* Exercise description *
Return, exactly as written, every line from the first line of the data below through the line that contains "Set the thread-local error message and code.".

------------------------

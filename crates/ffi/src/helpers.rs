use crate::error::{
    with_last_error_mut, DefaultFireSpreadError, FireSpreadError, FireSpreadErrorCode,
};
use crate::instance::FireSpreadInstance;
use fire_spread_core::{FireSimulation, FireSize};
use std::ffi::CString;

/// Set the thread-local error message and code.
/// Accepts any type implementing `FireSpreadError` trait.
pub(crate) fn set_last_error(error: &impl FireSpreadError) {
    with_last_error_mut(|(cstring, code)| {
        *cstring = CString::new(error.msg()).ok();
        *code = error.code();
    });
}

/// Track an error by setting it in thread-local storage and returning its code.
#[inline]
pub(crate) fn track_error(error: &impl FireSpreadError) -> FireSpreadErrorCode {
    set_last_error(error);
    error.code()
}

/// Record the error of a failed result, passing successes through.
pub(crate) fn track_result<T, E: FireSpreadError>(result: Result<T, E>) -> Result<T, FireSpreadErrorCode> {
    result.map_err(|e| track_error(&e))
}

/// Clear the thread-local error message and code.
/// Called on successful operations.
pub(crate) fn clear_last_error() {
    with_last_error_mut(|(cstring, code)| {
        *cstring = None;
        *code = FireSpreadErrorCode::Ok;
    });
}

/// Run an FFI body, translating its result into an error code and keeping
/// the thread-local error state in sync.
pub(crate) fn handle_ffi_result_error<F, E>(f: F) -> FireSpreadErrorCode
where
    F: FnOnce() -> Result<(), E>,
    E: FireSpreadError,
{
    match f() {
        Ok(()) => {
            clear_last_error();
            FireSpreadErrorCode::Ok
        }
        Err(error) => track_error(&error),
    }
}

/// Borrow the instance behind a pointer handed out by `fire_spread_new`.
pub(crate) fn instance_from_ptr<'a>(
    ptr: *const FireSpreadInstance,
) -> Result<&'a FireSpreadInstance, DefaultFireSpreadError> {
    // SAFETY: non-null pointers come from `Box::into_raw` in `fire_spread_new`
    // and stay valid until `fire_spread_destroy`.
    unsafe { ptr.as_ref() }.ok_or_else(|| DefaultFireSpreadError::null_pointer("ptr"))
}

/// Run `f` with a read lock on the simulation.
pub(crate) fn with_fire_sim<F, R>(instance: &FireSpreadInstance, f: F) -> Result<R, DefaultFireSpreadError>
where
    F: FnOnce(&FireSimulation) -> R,
{
    let sim = instance
        .sim
        .read()
        .map_err(|_| DefaultFireSpreadError::lock_poisoned("RwLock"))?;
    Ok(f(&sim))
}

/// Run `f` with the write lock on the simulation.
pub(crate) fn with_fire_sim_mut<F, R>(
    instance: &FireSpreadInstance,
    f: F,
) -> Result<R, DefaultFireSpreadError>
where
    F: FnOnce(&mut FireSimulation) -> R,
{
    let mut sim = instance
        .sim
        .write()
        .map_err(|_| DefaultFireSpreadError::lock_poisoned("RwLock"))?;
    Ok(f(&mut sim))
}

/// Decode a `FireSize` passed as `u8`.
pub(crate) fn fire_size_from_u8(value: u8) -> Result<FireSize, DefaultFireSpreadError> {
    FireSize::from_u8(value).ok_or_else(|| DefaultFireSpreadError::invalid_fire_size(value))
}

/// Write `value` through an optional out-pointer.
///
/// # Safety
/// `out` must be null or valid for writes.
pub(crate) unsafe fn write_optional<T>(out: *mut T, value: T) {
    if !out.is_null() {
        unsafe {
            *out = value;
        }
    }
}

------------------------

* Response to the task *
filename crates/ffi/src/helpers.rs
use crate::error::{
    with_last_error_mut, DefaultFireSpreadError, FireSpreadError, FireSpreadErrorCode,
};
use crate::instance::FireSpreadInstance;
use fire_spread_core::{FireSimulation, FireSize};
use std::ffi::CString;

/// Set the thread-local error message and code.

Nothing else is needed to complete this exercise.